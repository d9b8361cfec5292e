//! Submission form controller.
//!
//! Wraps [`SubmissionClient`] with the caller-side contract: blank input is
//! rejected before any request, one submission is in flight at a time, and the
//! outcome is reported through [`FormCallbacks`] instead of platform dialogs or
//! global navigation.

use std::sync::Arc;
use std::sync::atomic::{AtomicBool, Ordering};

use crate::routes::Route;
use crate::submission::SubmissionClient;
use crate::types::{JobId, MediaKind};

/// Message shown when the URL field is empty
pub const EMPTY_URL_MESSAGE: &str = "Please enter a video URL!";

/// Message shown when a submission fails for any reason
pub const SUBMISSION_FAILED_MESSAGE: &str = "An error occurred. Please try again.";

/// User-facing side effects of the form
pub trait FormCallbacks: Send + Sync {
    /// Show a blocking message to the user
    fn alert(&self, message: &str);

    /// Move to another view
    fn navigate(&self, route: Route);
}

/// Result of one submit action
#[derive(Clone, Debug, PartialEq, Eq)]
pub enum FormOutcome {
    /// The job was created and the result view was requested
    Submitted(JobId),
    /// Input was rejected locally; nothing was sent
    Rejected,
    /// Another submission from this form is still in flight
    Busy,
    /// The backend call failed; the form can be used again
    Failed,
}

/// Submission form bound to one set of callbacks
pub struct SubmitForm<C> {
    client: SubmissionClient,
    callbacks: Arc<C>,
    in_flight: AtomicBool,
}

/// Clears the in-flight flag on every exit path
struct InFlightGuard<'a>(&'a AtomicBool);

impl Drop for InFlightGuard<'_> {
    fn drop(&mut self) {
        self.0.store(false, Ordering::SeqCst);
    }
}

impl<C: FormCallbacks> SubmitForm<C> {
    /// Create a form
    pub fn new(client: SubmissionClient, callbacks: Arc<C>) -> Self {
        Self {
            client,
            callbacks,
            in_flight: AtomicBool::new(false),
        }
    }

    /// Whether a submission is currently in flight
    pub fn is_busy(&self) -> bool {
        self.in_flight.load(Ordering::SeqCst)
    }

    /// Handle a click on one of the download buttons
    pub async fn submit(&self, video_url: &str, media_kind: MediaKind) -> FormOutcome {
        if video_url.trim().is_empty() {
            self.callbacks.alert(EMPTY_URL_MESSAGE);
            return FormOutcome::Rejected;
        }

        if self
            .in_flight
            .compare_exchange(false, true, Ordering::SeqCst, Ordering::SeqCst)
            .is_err()
        {
            tracing::debug!("submission already in flight, ignoring click");
            return FormOutcome::Busy;
        }
        let _guard = InFlightGuard(&self.in_flight);

        match self.client.submit(video_url, media_kind).await {
            Ok(job_id) => {
                self.callbacks.navigate(Route::Result(job_id.clone()));
                FormOutcome::Submitted(job_id)
            }
            Err(e) => {
                tracing::error!(error = %e, "error submitting download request");
                self.callbacks.alert(SUBMISSION_FAILED_MESSAGE);
                FormOutcome::Failed
            }
        }
    }
}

● ● ● ●

■ **ABOUT THIS TASK**
Only lines with the string "error" belong in the answer; copy each of them from the listing.

■ **TASK RESPONSE**
pub const SUBMISSION_FAILED_MESSAGE: &str = "An error occurred. Please try again.";
                tracing::error!(error = %e, "error submitting download request");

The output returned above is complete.